I determined in advance that I would have 1 drink, that’s it, then I’d go to class.

I had one glass of wine, that was actually quite good.  They ordered a cheese tray, a sliced meat (pork?) tray and sausage-y tray. 

The blood sausage looked like a brownie patty.  I took a try before I asked what it was called.  It looked like this. 


from this site: 

Blood sausage has a long and noble history in Ireland, Iceland, Portugal, Romania, Sweden, Estonia, Italy, Spain, Finland, France, Germany, China, Tibet, Uruguay, and many other countries where they don’t pretend meat comes from a supermarket.
The basic recipe for blood sausage is to fry up some onions, spices, rice, and chile peppers, and then add blood which you boil until it congeals. Coagulation, a trait blood possesses which helps you not bleed to death from a paper cut, is also handy for cooking. It is hard to make a good raspberry jam, for example, because raspberries don’t have enough pectin to get satisfyingly gloopy when you stew them.
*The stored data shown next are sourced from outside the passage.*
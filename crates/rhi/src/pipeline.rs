//! Pipeline descriptions.
//!
//! The types here describe *what* pipeline to build; building happens in a
//! [`GpuBackend`](crate::backend::GpuBackend). All fixed-function enums are
//! `Hash` so the state cache can fold them into pipeline keys.
//!
//! # Overview
//!
//! - [`GraphicsPipelineDesc`] - vertex + fragment stages, fixed-function state,
//!   one blend attachment per color target, render pass compatibility
//! - [`ComputePipelineDesc`] - a single compute stage
//! - [`ColorBlendAttachment`] - per-render-target blend state
//!
//! Viewport and scissor are always dynamic ([`DYNAMIC_STATES`]), so a
//! pipeline is independent of the output resolution.

use ash::vk;

use crate::shader::{ShaderModule, ShaderStage};
use crate::vertex::VertexLayout;

/// Dynamic state shared by every graphics pipeline.
pub const DYNAMIC_STATES: [vk::DynamicState; 2] =
    [vk::DynamicState::VIEWPORT, vk::DynamicState::SCISSOR];

/// Declares a hashable enum mirroring a subset of a Vulkan enum, with
/// `to_vk` and `From` conversions.
macro_rules! vk_mirror {
    (
        $(#[$meta:meta])*
        $name:ident => $vk:ty {
            $( $(#[$vmeta:meta])* $variant:ident = $value:expr ),+ $(,)?
        }
    ) => {
        $(#[$meta])*
        #[derive(Clone, Copy, Debug, PartialEq, Eq, Hash)]
        pub enum $name {
            $( $(#[$vmeta])* $variant ),+
        }

        impl $name {
            pub fn to_vk(self) -> $vk {
                match self {
                    $( Self::$variant => $value ),+
                }
            }
        }

        impl From<$name> for $vk {
            fn from(value: $name) -> Self {
                value.to_vk()
            }
        }
    };
}

vk_mirror! {
    /// How vertices are assembled into primitives.
    #[derive(Default)]
    PrimitiveTopology => vk::PrimitiveTopology {
        PointList = vk::PrimitiveTopology::POINT_LIST,
        LineList = vk::PrimitiveTopology::LINE_LIST,
        LineStrip = vk::PrimitiveTopology::LINE_STRIP,
        #[default]
        TriangleList = vk::PrimitiveTopology::TRIANGLE_LIST,
        TriangleStrip = vk::PrimitiveTopology::TRIANGLE_STRIP,
        TriangleFan = vk::PrimitiveTopology::TRIANGLE_FAN,
    }
}

vk_mirror! {
    #[derive(Default)]
    PolygonMode => vk::PolygonMode {
        #[default]
        Fill = vk::PolygonMode::FILL,
        /// Wireframe.
        Line = vk::PolygonMode::LINE,
        Point = vk::PolygonMode::POINT,
    }
}

vk_mirror! {
    /// Face culling mode.
    #[derive(Default)]
    CullMode => vk::CullModeFlags {
        None = vk::CullModeFlags::NONE,
        #[default]
        Back = vk::CullModeFlags::BACK,
    }
}

vk_mirror! {
    /// Winding order of front-facing triangles.
    #[derive(Default)]
    FrontFace => vk::FrontFace {
        #[default]
        Clockwise = vk::FrontFace::CLOCKWISE,
        CounterClockwise = vk::FrontFace::COUNTER_CLOCKWISE,
    }
}

vk_mirror! {
    BlendFactor => vk::BlendFactor {
        Zero = vk::BlendFactor::ZERO,
        One = vk::BlendFactor::ONE,
        SrcColor = vk::BlendFactor::SRC_COLOR,
        OneMinusSrcColor = vk::BlendFactor::ONE_MINUS_SRC_COLOR,
        DstColor = vk::BlendFactor::DST_COLOR,
        OneMinusDstColor = vk::BlendFactor::ONE_MINUS_DST_COLOR,
        SrcAlpha = vk::BlendFactor::SRC_ALPHA,
        OneMinusSrcAlpha = vk::BlendFactor::ONE_MINUS_SRC_ALPHA,
        DstAlpha = vk::BlendFactor::DST_ALPHA,
        OneMinusDstAlpha = vk::BlendFactor::ONE_MINUS_DST_ALPHA,
    }
}

vk_mirror! {
    #[derive(Default)]
    BlendOp => vk::BlendOp {
        #[default]
        Add = vk::BlendOp::ADD,
        Subtract = vk::BlendOp::SUBTRACT,
        ReverseSubtract = vk::BlendOp::REVERSE_SUBTRACT,
        Min = vk::BlendOp::MIN,
        Max = vk::BlendOp::MAX,
    }
}

/// `src * src_factor <op> dst * dst_factor` for one channel group.
#[derive(Clone, Copy, Debug, PartialEq, Eq, Hash)]
pub struct BlendEquation {
    pub src: BlendFactor,
    pub dst: BlendFactor,
    pub op: BlendOp,
}

impl BlendEquation {
    /// Writes the source through, ignoring the destination.
    pub const REPLACE: Self = Self::new(BlendFactor::One, BlendFactor::Zero, BlendOp::Add);

    pub const fn new(src: BlendFactor, dst: BlendFactor, op: BlendOp) -> Self {
        Self { src, dst, op }
    }
}

impl Default for BlendEquation {
    fn default() -> Self {
        Self::REPLACE
    }
}

/// Blend state of one render target.
///
/// When `blend_enable` is false the equations are kept but ignored, so a
/// target can be toggled without re-specifying them.
#[derive(Clone, Copy, Debug, Default, PartialEq, Eq, Hash)]
pub struct ColorBlendAttachment {
    pub blend_enable: bool,
    pub color: BlendEquation,
    pub alpha: BlendEquation,
}

impl ColorBlendAttachment {
    /// `src * src_alpha + dst * (1 - src_alpha)`, alpha written through.
    pub fn alpha_blend() -> Self {
        Self {
            blend_enable: true,
            color: BlendEquation::new(
                BlendFactor::SrcAlpha,
                BlendFactor::OneMinusSrcAlpha,
                BlendOp::Add,
            ),
            alpha: BlendEquation::REPLACE,
        }
    }

    /// Same equations with blending switched off.
    pub fn disabled(self) -> Self {
        Self {
            blend_enable: false,
            ..self
        }
    }

    /// Converts to Vulkan state. Disabled attachments emit replace
    /// equations and write all channels.
    pub fn to_vk(&self) -> vk::PipelineColorBlendAttachmentState {
        let (color, alpha) = if self.blend_enable {
            (self.color, self.alpha)
        } else {
            (BlendEquation::REPLACE, BlendEquation::REPLACE)
        };
        vk::PipelineColorBlendAttachmentState::default()
            .blend_enable(self.blend_enable)
            .src_color_blend_factor(color.src.into())
            .dst_color_blend_factor(color.dst.into())
            .color_blend_op(color.op.into())
            .src_alpha_blend_factor(alpha.src.into())
            .dst_alpha_blend_factor(alpha.dst.into())
            .alpha_blend_op(alpha.op.into())
            .color_write_mask(vk::ColorComponentFlags::RGBA)
    }
}

/// Everything needed to build a graphics pipeline against a render pass.
#[derive(Clone, Debug)]
pub struct GraphicsPipelineDesc {
    pub vertex: ShaderModule,
    pub fragment: ShaderModule,
    pub vertex_layout: VertexLayout,
    pub topology: PrimitiveTopology,
    pub polygon_mode: PolygonMode,
    pub cull_mode: CullMode,
    pub front_face: FrontFace,
    /// One entry per color attachment of `render_pass`.
    pub color_blend: Vec<ColorBlendAttachment>,
    pub layout: vk::PipelineLayout,
    pub render_pass: vk::RenderPass,
    pub subpass: u32,
}

impl GraphicsPipelineDesc {
    /// Shader stages in pipeline order.
    pub fn stages(&self) -> [ShaderModule; 2] {
        [self.vertex, self.fragment]
    }

    pub fn stage_count(&self) -> u32 {
        2
    }

    /// Checks that each stage module was compiled for the slot it occupies.
    pub fn stages_match(&self) -> bool {
        self.vertex.stage() == ShaderStage::Vertex && self.fragment.stage() == ShaderStage::Fragment
    }
}

/// A compute pipeline: one compute stage and a layout.
#[derive(Clone, Copy, Debug)]
pub struct ComputePipelineDesc {
    pub shader: ShaderModule,
    pub layout: vk::PipelineLayout,
}

impl ComputePipelineDesc {
    pub fn stage_count(&self) -> u32 {
        1
    }
}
Blood is the ultimate thickener.

[visual my hand is now over my mouth from reading this. that is disgusting. vomit vomit vomit.]

whatever. moving on.  

The cheeses were delicious, and perhaps my unlikely saving grace may have been the 2 slices of french bread I consumed.  This was all fine last night BEFORE I went to turbokick. 

I participated in some mildly entertaining conversation with my coworkers.  they were laughing about midgets, which always makes me miss Keri and Zach, my last clients, because they really loved midgets. 

At about 7:40, I was sitting at a table with just the guys, they were talking about bachelor parties, it was time for me to go to 8pm turbokick. 

I scurry to the gym, which fortunately, is on that block.

About 10 minutes in to the "cat fight" as the turbokick instructor calls it, I knew this was a very bad idea.  

I don't think I've told yall about Turbokick.  The instructor is this very crazy, feminine, chinese dude with a thick accent. He is CRAZAY.  He just tries to explain to new people what it is, and you can see in the girls' eyes that they, like me on my first time, have absolutely no clue what he is rattling off about.  He will say "this isn't kickboxing.  this is more a CAT FIGHT!! okay? ok."  

He is the taller version of the Martin Short character in Father of the Bride, but in bicycle shorts and a tight shirt.  

I pushed through the workout yall, but it was BAD, so very BAD.  There were only 3 of us in the class. One girl was new.  3/4's of the way through the class, for one song, he puts on this blonde pigtail wig for the whole routine.  The girl was literally laughing out loud.  I love it. so funny.  and so funny to see people's reactions.  It kinda makes you feel like you're on candid camera - like is this serious, as he throws his lanky body around for the moves.  then for the part where you, well, he, turns and slaps his ass. that just puts ya over the edge. 

I do get kinda embarrassed for myself though when he can move faster than me.  He is hardcore. 

It was all I could do to make it through the class.  I left in pain and not feeling well.

This is what my glamorous new york city nights are filled with.  I got home, showered and got horizontal as fast as I possibly could.  

this was a very very bad idea.  the next time you're faced with this situation.  pick one.  pick the flamboyant, passionate, not understandable kickbox instructor OR the cheese/wine.  I don't recommend ever picking the blood sausage in the future.  and I absolutely do not recommend partaking in all of these together.  


1 comments:

Mrs. Fox said...

Blood sausage sounds so gross! Your turbokick workout sounds awesome! I hope you're doing well!